I have 1Gbps CondoInternet/WaveG at home, right now at 11PM PST I get ~400Mbps
from Fast.com and 800Mbps+ from DSLReports and the Comcast/Xfinity speedtest.

------
djhworld
My parents recently had 100mbps fibre installed, I told them to visit fast.com
to test their speed and they were pleased at how easy it is to use and hassle
free

Good work by Netflix.

------
e28eta
I'm getting a consistent difference between fast.com in Safari on iPad vs
their Fast app (90-ish vs 65-ish, across 5 interleaved trials). I was hoping
for _better_ measurement in the native app, but I suspect it might just be a
web view in a native shell. Anyone else seeing similar results?

I think this is an interesting idea, but I'm not convinced it'll actually make
a difference. From the consumer side, there's nothing to say that the slowest
link isn't Netflix's CDN when a discrepancy occurs between Fast and Speedtest.

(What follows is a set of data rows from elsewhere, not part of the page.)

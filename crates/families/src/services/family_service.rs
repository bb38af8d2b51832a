//! Families and their membership.

use sqlx::SqlitePool;
use tracing::info;

use kinnect_database::membership::{self, admin_count};
use kinnect_database::repos::FamilyChanges;
use kinnect_database::{
    new_id, timestamp, Family, FamilyMember, FamilyRepository, MemberDetails, MemberPermissions,
    MemberRepository, MemberRole, MembershipSummary, ServiceError, ServiceResult,
};

use super::require_member;
use crate::types::{FamilyDetails, FamilyUpdate, MemberTarget, MemberUpdate, NewFamily, NewMember};

const LAST_ADMIN: &str = "Family must have at least one admin";

#[derive(Clone)]
pub struct FamilyService {
    pool: SqlitePool,
    family_repository: FamilyRepository,
    member_repository: MemberRepository,
}

impl FamilyService {
    pub fn new(pool: SqlitePool) -> Self {
        Self {
            family_repository: FamilyRepository::new(pool.clone()),
            member_repository: MemberRepository::new(pool.clone()),
            pool,
        }
    }

    /// Create a family with the caller as its first admin.
    pub async fn create(&self, user_id: &str, input: NewFamily) -> ServiceResult<Family> {
        let now = timestamp();
        let family = Family {
            id: new_id(),
            name: input.name.trim().to_string(),
            description: input.description,
            settings: input.settings.unwrap_or_default(),
            created_by: user_id.to_string(),
            created_at: now.clone(),
            updated_at: now,
        };
        self.family_repository.create(&family).await?;

        info!(family_id = %family.id, user_id, "created family");
        Ok(family)
    }

    /// Families the user belongs to, with their role in each.
    pub async fn list_for_user(&self, user_id: &str) -> ServiceResult<Vec<MembershipSummary>> {
        self.family_repository.find_for_user(user_id).await
    }

    pub async fn get(&self, family_id: &str, user_id: &str) -> ServiceResult<FamilyDetails> {
        let family = self.load(family_id).await?;
        require_member(&self.pool, family_id, user_id).await?;

        let members = self.members(family_id).await?;
        Ok(FamilyDetails { family, members })
    }

    pub async fn update(
        &self,
        family_id: &str,
        user_id: &str,
        update: FamilyUpdate,
    ) -> ServiceResult<Family> {
        self.load(family_id).await?;
        self.require_admin(family_id, user_id).await?;

        self.family_repository
            .update(
                family_id,
                FamilyChanges {
                    name: update.name.as_deref().map(str::trim),
                    description: update.description.as_deref(),
                    settings: update.settings.as_ref(),
                },
            )
            .await?;

        info!(family_id, user_id, "updated family");
        self.load(family_id).await
    }

    /// Only the creator may delete; everything hanging off the family goes with it.
    pub async fn delete(&self, family_id: &str, user_id: &str) -> ServiceResult<()> {
        let family = self.load(family_id).await?;
        if family.created_by != user_id {
            return Err(ServiceError::forbidden("Only the family creator can delete the family"));
        }

        self.family_repository.delete(family_id).await?;

        info!(family_id, user_id, "deleted family");
        Ok(())
    }

    pub async fn list_members(&self, family_id: &str, user_id: &str) -> ServiceResult<Vec<MemberDetails>> {
        self.load(family_id).await?;
        require_member(&self.pool, family_id, user_id).await?;
        self.members(family_id).await
    }

    /// Add a user by id or email. Inviting needs `canInvite` (or the family
    /// setting that opens invites to everyone); granting admin needs admin.
    pub async fn add_member(
        &self,
        family_id: &str,
        actor_id: &str,
        input: NewMember,
    ) -> ServiceResult<MemberDetails> {
        let family = self.load(family_id).await?;
        let actor = require_member(&self.pool, family_id, actor_id).await?;

        if !actor.can(|p| p.can_invite) && !family.settings.allow_member_invites {
            return Err(ServiceError::forbidden("You do not have permission to add members"));
        }

        let role = input.role.unwrap_or(MemberRole::Member);
        if role.is_admin() && !actor.is_admin() {
            return Err(ServiceError::forbidden("Only admins can add other admins"));
        }

        let user_id = self.resolve_target(&input.target).await?;
        if self.member_repository.find(family_id, &user_id).await?.is_some() {
            return Err(ServiceError::bad_request("User is already a member of this family"));
        }

        self.member_repository.add(family_id, &user_id, role).await?;

        info!(family_id, user_id = %user_id, added_by = actor_id, %role, "added family member");
        self.member_details(family_id, &user_id).await
    }

    /// Change a member's role or permissions. Admins only.
    pub async fn update_member(
        &self,
        family_id: &str,
        actor_id: &str,
        target_user_id: &str,
        update: MemberUpdate,
    ) -> ServiceResult<MemberDetails> {
        self.load(family_id).await?;
        self.require_admin(family_id, actor_id).await?;

        let mut tx = self.pool.begin().await?;
        let target = membership::find_membership(&mut *tx, family_id, target_user_id)
            .await?
            .ok_or_else(|| ServiceError::not_found("Member"))?;

        let role = update.role.unwrap_or(target.role);
        if target.is_admin() && !role.is_admin() && admin_count(&mut *tx, family_id).await? <= 1 {
            return Err(ServiceError::bad_request(LAST_ADMIN));
        }

        let permissions = match update.permissions {
            Some(permissions) => permissions,
            None if role != target.role => MemberPermissions::for_role(role),
            None => target.permissions,
        };

        MemberRepository::update_role(&mut tx, &target.id, role, &permissions).await?;
        tx.commit().await?;

        info!(family_id, user_id = target_user_id, updated_by = actor_id, %role, "updated family member");
        self.member_details(family_id, target_user_id).await
    }

    /// Admins may remove anyone, members may remove themselves. The creator
    /// and the last admin always stay.
    pub async fn remove_member(
        &self,
        family_id: &str,
        actor_id: &str,
        target_user_id: &str,
    ) -> ServiceResult<()> {
        let family = self.load(family_id).await?;
        let actor = require_member(&self.pool, family_id, actor_id).await?;

        if actor_id != target_user_id && !actor.is_admin() {
            return Err(ServiceError::forbidden("Only admins can remove other members"));
        }
        if family.created_by == target_user_id {
            return Err(ServiceError::bad_request("Cannot remove the family creator"));
        }

        let mut tx = self.pool.begin().await?;
        let target = membership::find_membership(&mut *tx, family_id, target_user_id)
            .await?
            .ok_or_else(|| ServiceError::not_found("Member"))?;

        if target.is_admin() && admin_count(&mut *tx, family_id).await? <= 1 {
            return Err(ServiceError::bad_request(LAST_ADMIN));
        }

        MemberRepository::remove(&mut tx, &target.id).await?;
        tx.commit().await?;

        info!(family_id, user_id = target_user_id, removed_by = actor_id, "removed family member");
        Ok(())
    }

    async fn load(&self, family_id: &str) -> ServiceResult<Family> {
        self.family_repository
            .find_by_id(family_id)
            .await?
            .ok_or_else(|| ServiceError::not_found("Family"))
    }

    async fn require_admin(&self, family_id: &str, user_id: &str) -> ServiceResult<FamilyMember> {
        let member = require_member(&self.pool, family_id, user_id).await?;
        if !member.is_admin() {
            return Err(ServiceError::forbidden("Only family admins can do this"));
        }
        Ok(member)
    }

    async fn members(&self, family_id: &str) -> ServiceResult<Vec<MemberDetails>> {
        self.member_repository.list_details(family_id).await
    }

    async fn member_details(&self, family_id: &str, user_id: &str) -> ServiceResult<MemberDetails> {
        self.member_repository
            .find_details(family_id, user_id)
            .await?
            .ok_or_else(|| ServiceError::not_found("Member"))
    }

    async fn resolve_target(&self, target: &MemberTarget) -> ServiceResult<String> {
        let found = match target {
            MemberTarget::UserId(id) => self.member_repository.find_user_by_id(id).await?,
            MemberTarget::Email(email) => self.member_repository.find_user_by_email(email).await?,
        };
        found.ok_or_else(|| ServiceError::not_found("User"))
    }
}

I was receiving atrocious download speeds for movies from iTunes (18+ hours
for 4 GB), and also saw slow speeds from speakeasy.net/speedtest. The comcast
rep just pointed me at Speedtest and said "it's not a problem with your
connection, it's fast! Contact Apple." He dismissed the "other" speed testing
results. ISPs can continue to throttle directly or by refusing to upgrade
peering connections. fast.com providing a number to go along with bad Netflix
streaming quality doesn't improve the customer's life.

What I really want is something that empowers _me_ to be heard in my request
for the $75 worth of Internet that I pay for every month. I had high hopes
that the SamKnows program might yield something, until I received a docsis 3
cable modem in the mail from Comcast with a note: "since you're a participant
in SamKnows monitoring, we sent you this upgraded modem so you can take
advantage of better speeds". My first thought was "what about all of your
customers who aren't participating in SamKnows? When do they receive their
'upgrades'?" Do we really need the government monitoring _everyone 's_
broadband performance to ensure that companies are delivering?

------
manish_gill
I wish people would believe this. I had an hour long fight with my ISP the
other day - the customer support people are provided with a script that they
have to follow, and I'm trying to tell them that the speed isn't as good as
they claimed it was. It got to the point where I was sharing screen with them
on TeamViewer to show them the download speed I was getting.

Their response? "We use SpeedTest.net as standard, it must be a problem with
the servers that you are using".

------
pavs
I wonder if Netflix makes it as easy to apply for their local CDN nodes as
google does with GGC. I know akamai is super difficult to apply for and get
admitted.

Ever since Netflix became available in our country we have been hurting BW
wise. We don't throttle BW for any sites. Does anyone here have any experience
with open connect (Netflix)?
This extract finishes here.